E-mail is best.
Hi, I'm Patricia "Trish" Freeman. I'm a professor emerita with the School of Natural Resources (SNR) associated with the fisheries and wildlife major and the wildlife ecology graduate specialization.
My research interests are in the form and function of jaws and teeth of insectivorous (insect-eating) mammals, particularly bats, shrews and moles; simulating the evolution of a large family of tropical bats that contain a diversity of skull shapes and tooth patterns and their phylogeny (the ancestor-descendant relationships) based on DNA; quantifying the toughness of insect cuticle; the biology of vertebrates, particularly mammals, and how their distributions have shifted in Nebraska and the northern Great Plains with increased human effects on the environment and environmental change.

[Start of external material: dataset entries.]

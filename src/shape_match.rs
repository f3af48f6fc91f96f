//! Rigid shape matching: projects a predicted point cloud onto the best rigid
//! transform of a reference configuration via polar decomposition. Used by
//! rigid-body scenes once per outer solver iteration.
use glam::DVec3;
use nalgebra::{Matrix3, SVD};

/// Reference configuration a predicted point cloud is matched against.
#[derive(Clone, Debug)]
pub struct ShapeMatcher {
    reference: Vec<DVec3>,
    reference_com: DVec3,
}

impl ShapeMatcher {
    pub fn new(reference: Vec<DVec3>) -> ShapeMatcher {
        let reference_com = center_of_mass(&reference);
        ShapeMatcher { reference, reference_com }
    }

    pub fn reference(&self) -> &[DVec3] {
        &self.reference
    }

    /// Replaces `predicted` in place with its best rigid match to the reference
    /// configuration: `predicted[i] <- R * (reference[i] - reference_com) + com(predicted)`.
    pub fn project(&self, predicted: &mut [DVec3]) {
        debug_assert_eq!(predicted.len(), self.reference.len());

        let com = center_of_mass(predicted);

        let mut m = Matrix3::<f64>::zeros();
        for (p, x) in predicted.iter().zip(&self.reference) {
            let r = *p - com;
            let r_ref = *x - self.reference_com;
            m += outer_product(r, r_ref);
        }

        let r = polar_rotation(m);

        for (p, x) in predicted.iter_mut().zip(&self.reference) {
            let local = *x - self.reference_com;
            let rotated = r * nalgebra::Vector3::new(local.x, local.y, local.z);
            *p = DVec3::new(rotated.x, rotated.y, rotated.z) + com;
        }
    }
}

fn center_of_mass(points: &[DVec3]) -> DVec3 {
    points.iter().copied().sum::<DVec3>() / points.len() as f64
}

fn outer_product(a: DVec3, b: DVec3) -> Matrix3<f64> {
    Matrix3::new(
        a.x * b.x, a.x * b.y, a.x * b.z,
        a.y * b.x, a.y * b.y, a.y * b.z,
        a.z * b.x, a.z * b.y, a.z * b.z,
    )
}

/// Extracts the rotation R = U * V^T from the polar decomposition of `m`,
/// forcing det(R) = +1 by flipping the last column of U when the raw SVD
/// result would introduce a reflection.
fn polar_rotation(m: Matrix3<f64>) -> Matrix3<f64> {
    let svd = SVD::new(m, true, true);
    let u = svd.u.expect("SVD::new(compute_u = true) always returns U");
    let v_t = svd.v_t.expect("SVD::new(compute_v = true) always returns V^T");

    let mut r = u * v_t;
    if r.determinant() < 0.0 {
        let mut u_fixed = u;
        for row in 0..3 {
            u_fixed[(row, 2)] = -u_fixed[(row, 2)];
        }
        r = u_fixed * v_t;
    }
    r
}
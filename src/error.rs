//! Configuration-error taxonomy (see the Error Handling Design section of the
//! requirements doc). Numerical degeneracies inside constraints are not errors
//! — they resolve to a skipped update and are logged at `trace` level instead.
use thiserror::Error;

#[derive(Debug, Error, PartialEq)]
pub enum SolverError {
    #[error("solver requires at least one particle")]
    EmptyParticleSet,

    #[error("default mass must be finite and positive, got {0}")]
    InvalidDefaultMass(f64),

    #[error("constraint {constraint_index} references particle {particle_index}, but only {particle_count} particles exist")]
    ParticleIndexOutOfRange {
        constraint_index: usize,
        particle_index: usize,
        particle_count: usize,
    },

    #[error("expected {expected} positions, got {got}")]
    PositionCountMismatch { expected: usize, got: usize },
}

#[derive(Debug, Error, PartialEq)]
pub enum SceneError {
    #[error("scene requires at least one particle")]
    EmptyParticleSet,

    #[error(transparent)]
    Solver(#[from] SolverError),

    #[error("{parameter} must be positive, got {value}")]
    NonPositiveParameter { parameter: &'static str, value: f64 },

    #[error("mesh descriptor has {vertex_count} vertices but indices reference up to {max_index}")]
    MeshIndexOutOfRange { vertex_count: usize, max_index: usize },
}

Understanding shifts in distributions of Nebraska wildlife is important in determining how changes may be affecting the environment, and in the spread of diseases. Research on teeth that are among the most primitive in mammals - and correlated diets - not only adds to the foundation of how teeth evolved in mammals, but shows how diet can affect the shape of cusp patterns and the size of teeth in other mammals, such as carnivores and primates, including humans.
Since coming to UNL in 1981, until summer of 2003, when I joined the SNR, I worked as curator of zoology for the University of Nebraska State Museum. I was the primary scientific expert for exhibits in the Hall of Nebraska Wildlife in Morrill Hall. I was and still am involved in building the largest and finest collections in the world of birds, mammals, amphibians, reptiles, and fish from Nebraska and the Northern Great Plains.
I have a bachelor's from Randolph-Macon Woman's College of Lynchburg, Va., a Ph.D from the University of New Mexico.